PyX fails to influence wiring of primary afferent terminals or descending raphe axons. Photomicrographs show transverse sections of C7 spinal cord (dorsal horn) immunostained for CGRP from ngr1 ^+/+ (A) and ngr1 ^−/− (B) mice after PyX (left side intact). Scale bar, 200 μm. Assessment of CGRP axon density illustrates normal termination pattern (lamina II) in ngr1 ^+/+ (C) and ngr1 ^−/− (D) mice. PyX does not result in primary afferent reorganization in ngr1 ^+/+ or ngr1 ^−/− mice.
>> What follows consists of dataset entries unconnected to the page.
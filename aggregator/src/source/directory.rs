use super::{LoadOutcome, SnapshotItem, SnapshotRecord, SnapshotSource};
use crate::window::TimeWindow;
use crate::{Error, Result};
use chrono::{DateTime, FixedOffset, NaiveDateTime, Utc};
use serde::Deserialize;
use serde_json::Value;
use std::fs;
use std::io::ErrorKind;
use std::path::{Path, PathBuf};
use tracing::{debug, warn};

pub const DEFAULT_PREFIX: &str = "memory_";
const EXTENSION: &str = ".json";
const FILE_TIME_FORMAT: &str = "%Y%m%d_%H%M%S";

/// Items are decoded one by one; a bad item never discards its snapshot.
#[derive(Deserialize)]
struct RawSnapshot {
    timestamp: String,
    #[serde(default)]
    hostname: Option<String>,
    #[serde(default)]
    items: Vec<Value>,
    #[serde(default)]
    total_mb: Option<f64>,
}

/// Reads `{prefix}YYYYMMDD_HHMMSS.json` snapshot files from one directory.
///
/// The directory is listed once per `load`; files the sampler creates after
/// that are not seen, and files that disappear or are still half-written
/// when read are skipped like any other malformed unit.
#[derive(Debug, Clone)]
pub struct DirectorySource {
    dir: PathBuf,
    prefix: String,
}

impl DirectorySource {
    pub fn new(dir: impl Into<PathBuf>) -> Self {
        Self {
            dir: dir.into(),
            prefix: DEFAULT_PREFIX.to_string(),
        }
    }

    pub fn with_prefix(mut self, prefix: impl Into<String>) -> Self {
        self.prefix = prefix.into();
        self
    }

    /// Sampler-local time encoded in a snapshot file name. `None` when the
    /// name is not a snapshot file at all.
    pub fn file_time(&self, name: &str) -> Option<std::result::Result<NaiveDateTime, chrono::ParseError>> {
        let stem = name.strip_prefix(&self.prefix)?.strip_suffix(EXTENSION)?;
        Some(NaiveDateTime::parse_from_str(stem, FILE_TIME_FORMAT))
    }

    fn read_record(&self, path: &Path, origin: &str) -> Result<SnapshotRecord> {
        let content = fs::read_to_string(path)?;
        parse_snapshot(origin, &content)
    }
}

impl SnapshotSource for DirectorySource {
    fn load(&self, window: &TimeWindow) -> Result<LoadOutcome> {
        let entries = match fs::read_dir(&self.dir) {
            Ok(entries) => entries,
            Err(e) if e.kind() == ErrorKind::NotFound => {
                warn!("Data directory {:?} does not exist", self.dir);
                return Ok(LoadOutcome::default());
            }
            Err(source) => {
                return Err(Error::ReadDir {
                    path: self.dir.clone(),
                    source,
                })
            }
        };

        let mut outcome = LoadOutcome::default();
        let mut candidates = Vec::new();
        for entry in entries.flatten() {
            let Ok(name) = entry.file_name().into_string() else {
                continue;
            };
            match self.file_time(&name) {
                None => {}
                Some(Err(e)) => {
                    warn!("Skipping {}: unreadable time in file name: {}", name, e);
                    outcome.discovered += 1;
                    outcome.skipped += 1;
                }
                Some(Ok(time)) if window.contains(time) => {
                    candidates.push((name, entry.path()));
                }
                Some(Ok(_)) => debug!("{} is outside the window", name),
            }
        }

        // Listing order is unspecified; names sort chronologically.
        candidates.sort();
        outcome.discovered += candidates.len();

        for (name, path) in candidates {
            match self.read_record(&path, &name) {
                Ok(record) => {
                    debug!("Loaded {} ({} items)", name, record.items.len());
                    outcome.records.push(record);
                }
                Err(e) => {
                    warn!("Skipping snapshot {:?}: {}", path, e);
                    outcome.skipped += 1;
                }
            }
        }

        Ok(outcome)
    }
}

/// Parse one snapshot body. Malformed items are dropped with a warning; a
/// malformed body or timestamp fails the whole record.
pub fn parse_snapshot(origin: &str, content: &str) -> Result<SnapshotRecord> {
    let raw: RawSnapshot = serde_json::from_str(content)?;
    let timestamp = parse_timestamp(&raw.timestamp)?;

    let mut items = Vec::with_capacity(raw.items.len());
    for (index, value) in raw.items.into_iter().enumerate() {
        match serde_json::from_value::<SnapshotItem>(value) {
            Ok(item) => items.push(item),
            Err(e) => warn!("Skipping malformed item {} in {}: {}", index, origin, e),
        }
    }

    Ok(SnapshotRecord {
        origin: origin.to_string(),
        timestamp,
        hostname: raw.hostname,
        items,
        total_mb: raw.total_mb,
    })
}

fn parse_timestamp(value: &str) -> Result<DateTime<Utc>> {
    let trimmed = value.trim();
    DateTime::parse_from_rfc3339(trimmed)
        .or_else(|_| DateTime::<FixedOffset>::parse_from_str(trimmed, "%Y-%m-%d %H:%M:%S%.f%:z"))
        .map(|ts| ts.with_timezone(&Utc))
        .map_err(|source| Error::Timestamp {
            value: value.to_string(),
            source,
        })
}
use memtrend::identity::{IdentityResolver, SeriesKey};

#[test]
fn test_first_sighting_uses_bare_pid() {
    let mut resolver = IdentityResolver::new();
    let key = resolver.resolve(42, "nginx");
    assert_eq!(key.to_string(), "42");
    assert_eq!(resolver.command_for(42), Some("nginx"));
}

#[test]
fn test_same_command_keeps_identity() {
    let mut resolver = IdentityResolver::new();
    let keys: Vec<_> = (0..5).map(|_| resolver.resolve(7, "postgres")).collect();
    assert!(keys.iter().all(|k| *k == SeriesKey::new(7)));
}

#[test]
fn test_pid_reuse_gets_fresh_suffix_each_time() {
    let mut resolver = IdentityResolver::new();
    assert_eq!(resolver.resolve(100, "A").to_string(), "100");
    assert_eq!(resolver.resolve(100, "B").to_string(), "100(2)");
    assert_eq!(resolver.resolve(100, "C").to_string(), "100(3)");
    assert_eq!(resolver.command_for(100), Some("C"));
}

#[test]
fn test_suffixed_lineage_stays_stable() {
    let mut resolver = IdentityResolver::new();
    resolver.resolve(100, "A");
    let first = resolver.resolve(100, "B");
    let again = resolver.resolve(100, "B");
    assert_eq!(first, again);
    assert_eq!(again.to_string(), "100(2)");
}

#[test]
fn test_returning_command_is_a_new_lineage() {
    let mut resolver = IdentityResolver::new();
    resolver.resolve(5, "A");
    resolver.resolve(5, "B");
    assert_eq!(resolver.resolve(5, "A").to_string(), "5(3)");
}

#[test]
fn test_counters_are_per_pid() {
    let mut resolver = IdentityResolver::new();
    resolver.resolve(1, "a");
    resolver.resolve(1, "b");
    resolver.resolve(2, "x");
    assert_eq!(resolver.resolve(2, "y").to_string(), "2(2)");
    assert_eq!(resolver.len(), 2);
}

#[test]
fn test_series_key_orders_by_pid_then_generation() {
    let mut keys = vec![
        SeriesKey::with_generation(42, 2),
        SeriesKey::new(7),
        SeriesKey::new(42),
        SeriesKey::new(100),
    ];
    keys.sort();
    let rendered: Vec<String> = keys.iter().map(|k| k.to_string()).collect();
    assert_eq!(rendered, vec!["7", "42", "42(2)", "100"]);
}

#[test]
fn test_series_key_pid_strips_suffix() {
    let key = SeriesKey::with_generation(42, 3);
    assert_eq!(key.pid(), 42);
    assert_eq!(key.generation(), 3);
}
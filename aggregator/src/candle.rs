//! OHLC candles over resident memory samples

use crate::bucket::Bucket;
use crate::identity::SeriesKey;
use chrono::{DateTime, Utc};
use std::collections::{BTreeMap, HashMap};

/// Candles per series, each vector ascending by bucket start.
pub type SeriesCandles = BTreeMap<SeriesKey, Vec<Candle>>;

/// One resolved reading waiting to be reduced into a candle.
#[derive(Debug, Clone, Copy, PartialEq, Eq)]
pub struct Point {
    pub timestamp: DateTime<Utc>,
    pub rss_kb: u64,
}

/// Memory OHLC for one series over one bucket, in kilobytes.
#[derive(Debug, Clone, Copy, PartialEq, Eq)]
pub struct Candle {
    pub start: DateTime<Utc>,
    pub open: u64,
    pub high: u64,
    pub low: u64,
    pub close: u64,
    pub samples: usize,
}

impl Candle {
    fn opening(start: DateTime<Utc>, rss_kb: u64) -> Self {
        Self {
            start,
            open: rss_kb,
            high: rss_kb,
            low: rss_kb,
            close: rss_kb,
            samples: 1,
        }
    }

    fn push(&mut self, rss_kb: u64) {
        self.high = self.high.max(rss_kb);
        self.low = self.low.min(rss_kb);
        self.close = rss_kb;
        self.samples += 1;
    }

    /// Reduce one bucket's points. Points are re-sorted by timestamp first;
    /// equal timestamps keep their input order. Returns `None` for an empty
    /// group so gaps stay gaps.
    pub fn build(start: DateTime<Utc>, points: &mut [Point]) -> Option<Self> {
        points.sort_by_key(|p| p.timestamp);
        let (first, rest) = points.split_first()?;
        let mut candle = Self::opening(start, first.rss_kb);
        for point in rest {
            candle.push(point.rss_kb);
        }
        Some(candle)
    }
}

/// Groups resolved samples by (bucket, series) and reduces each group.
#[derive(Debug)]
pub struct CandleBuilder {
    interval_minutes: u32,
    groups: HashMap<(Bucket, SeriesKey), Vec<Point>>,
}

impl CandleBuilder {
    pub fn new(interval_minutes: u32) -> Self {
        Self {
            interval_minutes: interval_minutes.max(1),
            groups: HashMap::new(),
        }
    }

    pub fn push(&mut self, key: SeriesKey, timestamp: DateTime<Utc>, rss_kb: u64) {
        let bucket = Bucket::containing(timestamp, self.interval_minutes);
        self.groups
            .entry((bucket, key))
            .or_default()
            .push(Point { timestamp, rss_kb });
    }

    pub fn group_count(&self) -> usize {
        self.groups.len()
    }

    pub fn finish(self) -> SeriesCandles {
        let mut series = SeriesCandles::new();
        for ((bucket, key), mut points) in self.groups {
            if let Some(candle) = Candle::build(bucket.start, &mut points) {
                series.entry(key).or_default().push(candle);
            }
        }
        for candles in series.values_mut() {
            candles.sort_by_key(|c| c.start);
        }
        series
    }
}
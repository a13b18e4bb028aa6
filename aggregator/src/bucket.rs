//! Interval-aligned time buckets

use chrono::{DateTime, Duration, SubsecRound, Timelike, Utc};

/// Start of the bucket holding `timestamp`.
///
/// The minute is floored to a multiple of `interval_minutes` counted from the
/// top of the hour; seconds and sub-seconds are dropped. Widths that do not
/// divide 60 restart at every hour (a 7 minute width yields a short
/// `:56` bucket), and widths above 60 collapse to hourly buckets.
pub fn bucket_start(timestamp: DateTime<Utc>, interval_minutes: u32) -> DateTime<Utc> {
    let interval = interval_minutes.max(1);
    let excess = i64::from(timestamp.minute() % interval) * 60 + i64::from(timestamp.second());
    timestamp.trunc_subsecs(0) - Duration::seconds(excess)
}

/// Aggregation bucket `[start, start + interval)`; the candle grouping key.
#[derive(Debug, Clone, Copy, PartialEq, Eq, Hash, PartialOrd, Ord)]
pub struct Bucket {
    pub start: DateTime<Utc>,
    pub interval_minutes: u32,
}

impl Bucket {
    pub fn containing(timestamp: DateTime<Utc>, interval_minutes: u32) -> Self {
        Self {
            start: bucket_start(timestamp, interval_minutes),
            interval_minutes: interval_minutes.max(1),
        }
    }
}
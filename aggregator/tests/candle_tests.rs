use chrono::{DateTime, TimeZone, Utc};
use memtrend::bucket::{bucket_start, Bucket};
use memtrend::candle::{Candle, CandleBuilder, Point};
use memtrend::identity::SeriesKey;

fn at(h: u32, m: u32, s: u32) -> DateTime<Utc> {
    Utc.with_ymd_and_hms(2025, 6, 4, h, m, s).unwrap()
}

#[test]
fn test_bucket_floors_to_interval() {
    assert_eq!(bucket_start(at(10, 3, 0), 15), at(10, 0, 0));
    assert_eq!(bucket_start(at(10, 14, 59), 15), at(10, 0, 0));
    assert_eq!(bucket_start(at(10, 15, 0), 15), at(10, 15, 0));
    assert_eq!(bucket_start(at(10, 59, 30), 60), at(10, 0, 0));
}

#[test]
fn test_bucket_drops_subseconds() {
    let ts = at(10, 7, 12) + chrono::Duration::milliseconds(345);
    assert_eq!(bucket_start(ts, 5), at(10, 5, 0));
}

#[test]
fn test_non_divisor_interval_restarts_each_hour() {
    assert_eq!(bucket_start(at(10, 58, 0), 7), at(10, 56, 0));
    assert_eq!(bucket_start(at(11, 2, 0), 7), at(11, 0, 0));
}

#[test]
fn test_bucket_is_monotonic() {
    let mut previous = bucket_start(at(9, 0, 0), 15);
    for minute in 0..120 {
        let ts = at(9, 0, 0) + chrono::Duration::minutes(minute);
        let current = bucket_start(ts, 15);
        assert!(current >= previous);
        previous = current;
    }
}

#[test]
fn test_bucket_groups_by_aligned_start() {
    let bucket = Bucket::containing(at(10, 7, 0), 15);
    assert_eq!(bucket.start, at(10, 0, 0));
    assert_eq!(bucket, Bucket::containing(at(10, 14, 59), 15));
    assert_ne!(bucket, Bucket::containing(at(10, 15, 0), 15));

    let mut builder = CandleBuilder::new(15);
    builder.push(SeriesKey::new(1), at(10, 7, 0), 10);
    builder.push(SeriesKey::new(1), at(10, 14, 59), 20);
    builder.push(SeriesKey::new(1), at(10, 15, 0), 30);
    assert_eq!(builder.group_count(), 2);

    let candles = &builder.finish()[&SeriesKey::new(1)];
    assert_eq!(candles[0].start, bucket.start);
    assert_eq!((candles[0].open, candles[0].close), (10, 20));
    assert_eq!(candles[1].start, at(10, 15, 0));
}

#[test]
fn test_build_reorders_points_by_time() {
    let mut points = vec![
        Point { timestamp: at(10, 14, 59), rss_kb: 300 },
        Point { timestamp: at(10, 3, 0), rss_kb: 200 },
        Point { timestamp: at(10, 7, 0), rss_kb: 500 },
    ];
    let candle = Candle::build(at(10, 0, 0), &mut points).unwrap();
    assert_eq!(candle.open, 200);
    assert_eq!(candle.high, 500);
    assert_eq!(candle.low, 200);
    assert_eq!(candle.close, 300);
    assert_eq!(candle.samples, 3);
}

#[test]
fn test_single_point_candle_is_flat() {
    let mut points = vec![Point { timestamp: at(10, 1, 0), rss_kb: 4096 }];
    let candle = Candle::build(at(10, 0, 0), &mut points).unwrap();
    assert_eq!((candle.open, candle.high, candle.low, candle.close), (4096, 4096, 4096, 4096));
}

#[test]
fn test_empty_group_builds_nothing() {
    assert!(Candle::build(at(10, 0, 0), &mut []).is_none());
}

#[test]
fn test_builder_splits_buckets_and_series() {
    let pid7 = SeriesKey::new(7);
    let pid8 = SeriesKey::new(8);
    let mut builder = CandleBuilder::new(15);
    builder.push(pid7, at(10, 15, 0), 900);
    builder.push(pid7, at(10, 3, 0), 100);
    builder.push(pid7, at(10, 7, 0), 150);
    builder.push(pid7, at(10, 14, 59), 120);
    builder.push(pid8, at(10, 5, 0), 10);
    assert_eq!(builder.group_count(), 3);

    let series = builder.finish();
    let candles = &series[&pid7];
    assert_eq!(candles.len(), 2);
    assert_eq!(candles[0].start, at(10, 0, 0));
    assert_eq!((candles[0].open, candles[0].high, candles[0].low, candles[0].close), (100, 150, 100, 120));
    assert_eq!(candles[1].start, at(10, 15, 0));
    assert_eq!(candles[1].samples, 1);
    assert_eq!(series[&pid8].len(), 1);
}

#[test]
fn test_candles_respect_ohlc_bounds() {
    let key = SeriesKey::new(1);
    let mut builder = CandleBuilder::new(5);
    let values = [700u64, 20, 950, 3, 480, 480, 10_000, 0, 64, 512, 77, 1];
    for (i, rss) in values.iter().enumerate() {
        builder.push(key, at(12, (i * 2) as u32, (i * 7 % 60) as u32), *rss);
    }
    for candle in &builder.finish()[&key] {
        assert!(candle.low <= candle.open && candle.open <= candle.high);
        assert!(candle.low <= candle.close && candle.close <= candle.high);
    }
}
Also shown are photomicrographs of C7 spinal cord (ventral horn) immunostained for 5-HT from ngr1 ^+/+ (E) and ngr1 ^−/− (F) mice after PyX (left side intact). No significant difference is found in 5-HT-immunoreactive spatial axon density in dorsal or ventral horn of ngr1 ^+/+ or ngr1 ^−/− mice after PyX (G). Photomicrographs show transverse sections of C7 spinal cord (dorsal horn) immunostained for CGRP from nogo-ab ^+/+ (H) and nogo-ab^atg/atg (I) mice after PyX (left side intact). Assessment of CGRP axon density illustrates normal termination pattern (lamina II) in nogo-ab ^+/+ (J) and nogo-ab^atg/atg (K) mice. PyX does not result in primary afferent reorganization in nogo-ab ^+/+ or nogo-ab^atg/atg. Also shown are photomicrographs of C7 spinal cord (ventral horn) immunostained for 5-HT from nogo-ab ^+/+ (L) and nogo-ab^atg/atg (M) mice after PyX (left side intact). No significant difference is found in 5-HT-immunoreactive axon density in dorsal or ventral horn of nogo-ab ^+/+ or nogo-ab^atg/atg mice after PyX (N). Scale bar, 200 μm.